Beirut – The Rip Tide
By Melanie McGovern
Zach Condon, now 25, began his descent into the creative depths of world music years ago as a teenage traveller in Eastern Europe. Now returning on Forte Distribution with The Rip Tide, released back in the States on his own starter label Pompeii, we hear a more mature sound and one striving to explore more of the self than the aesthetics, cultures, people and sounds of those foreign lands traversed as Beirut on 2006′s Gulag Orkestar and 2007′s The Flying Club Cup.
Recorded in four locations; Upstate New York, Brooklyn, Albuquerque and Santa Fe, The Rip Tide, clocking in at just over 30 minutes, and comprised of nine-tracks, is a shorter album than its predecessors, but one too that looks to concentrate on a sound that has been honed over the course of Beirut’s career. Regulars Perrin Cloutier and Paul Collins appear on accordion and bass respectively, while Ben Lanz (trombone), Nick Petree (drums) and Kelly Pratt on horns assist in fleshing out the New Mexico band’s third LP with a full and yet free-of-fuss sound. In addition the sextet are joined by violinist Heather Trost of gypsy folk duo A Hawk and a Hacksaw, alongside Brooklyn-based songsmith Sharon Van Etten.

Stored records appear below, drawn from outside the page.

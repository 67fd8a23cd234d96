//! Shared fixtures for integration tests

// Each integration test binary compiles its own copy of this module and
// uses a different subset of the helpers.
#![allow(dead_code)]

use runledger::{
    CalculationStrategy, DefectType, ItemLevel, ItemStatus, MemoryStore, MergeCoordinator,
    MergeRequest, Project, Run, RunId, TestItem, Timestamp,
};
use std::sync::Arc;

/// A seeded store with one project and a coordinator over it
pub struct TestBackend {
    pub store: Arc<MemoryStore>,
    pub coordinator: MergeCoordinator,
    pub project: Project,
}

impl TestBackend {
    pub fn new() -> Self {
        Self::with_strategy(CalculationStrategy::StepBased)
    }

    pub fn with_strategy(strategy: CalculationStrategy) -> Self {
        let store = Arc::new(MemoryStore::new());
        let mut project = Project::new("demo");
        project.configuration.statistics_strategy = strategy;
        store.insert_project(project.clone());
        let coordinator = MergeCoordinator::new(store.clone(), store.clone(), store.clone());
        TestBackend {
            store,
            coordinator,
            project,
        }
    }

    pub fn run(&self, name: &str, number: u32) -> Run {
        let run = Run::new(self.project.id, name, number);
        self.store.insert_run(run.clone());
        run
    }

    pub fn suite(&self, run: &Run, name: &str) -> TestItem {
        let mut suite = TestItem::suite(run.id, name);
        suite.status = ItemStatus::Passed;
        self.store.insert_item(suite.clone());
        suite
    }

    /// A passed/failed step under a fresh test under the given suite
    pub fn step_under(
        &self,
        suite: &TestItem,
        name: &str,
        status: ItemStatus,
        defect: Option<DefectType>,
    ) -> TestItem {
        let mut test = TestItem::new(suite.run_id, format!("{name} test"), ItemLevel::Test);
        test.parent = Some(suite.id);
        test.status = status;
        self.store.insert_item(test.clone());

        let mut step = TestItem::new(suite.run_id, name, ItemLevel::Step);
        step.parent = Some(test.id);
        step.status = status;
        step.defect = defect;
        self.store.insert_item(step.clone());
        step
    }

    pub fn merge(
        &self,
        target: &TestItem,
        sources: &[&TestItem],
        strategy: &str,
    ) -> runledger::Result<runledger::MergeResult> {
        let request = MergeRequest {
            items: sources.iter().map(|s| s.id).collect(),
            merge_strategy: strategy.to_string(),
        };
        self.coordinator
            .merge_test_item(&self.project.name, &target.id, &request, "integration")
    }

    pub fn reread(&self, item: &TestItem) -> TestItem {
        use runledger::ItemRepository;
        self.store.find_item(&item.id).unwrap().unwrap()
    }

    pub fn run_stats(&self, run: &RunId) -> runledger::Statistics {
        use runledger::RunRepository;
        self.store.find_run(run).unwrap().unwrap().statistics
    }
}

/// Set a suite's descriptive metadata in the store
pub fn describe(
    backend: &TestBackend,
    suite: &TestItem,
    tags: &[&str],
    description: Option<&str>,
    start: u64,
    end: u64,
) -> TestItem {
    use runledger::ItemRepository;
    let mut updated = suite.clone();
    updated.tags = tags.iter().map(|t| t.to_string()).collect();
    updated.description = description.map(|d| d.to_string());
    updated.start_time = Timestamp::from_micros(start);
    updated.end_time = Timestamp::from_micros(end);
    backend.store.save_item(&updated).unwrap();
    updated
}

While The Rip Tide continues with the intricate, rhythmic sounds of accordions and ukeleles, interesting percussive arrangements, triumphant horns and military snares, it strives to hone in the stylings for which Beirut are acclaimed: ”For years I was picking up new instruments once a month”, Condon states, ”and for this [record] I was trying to focus a little more, stick with piano, ukulele and trumpet.” That old familiar troubadour vocal is more reined in too – words are annunciated with a certainty rather than a marginal state of affectedness we may have seen in his earlier works, while thematically too we’re taken back to the New World. ’Santa Fe’ concerns Condon’s hometown rather than bringing to mind the mood and voice of a French city or bustling Eastern European market town. While the furthest departure from traditional Beirut is the restrained ’Goshen’ – both poised and poignant, it is a piano ballad free of the fuss and fervour of his previous instrumental flirtations.
This is an album embroiled in tales of love, friendship and the contrasting aspects of solitude and togetherness. The Rip Tide bursts with a life of its own and somehow amalgamates all these experiences of travel and culture, transporting them back home to New Mexico for a closer examination of the self.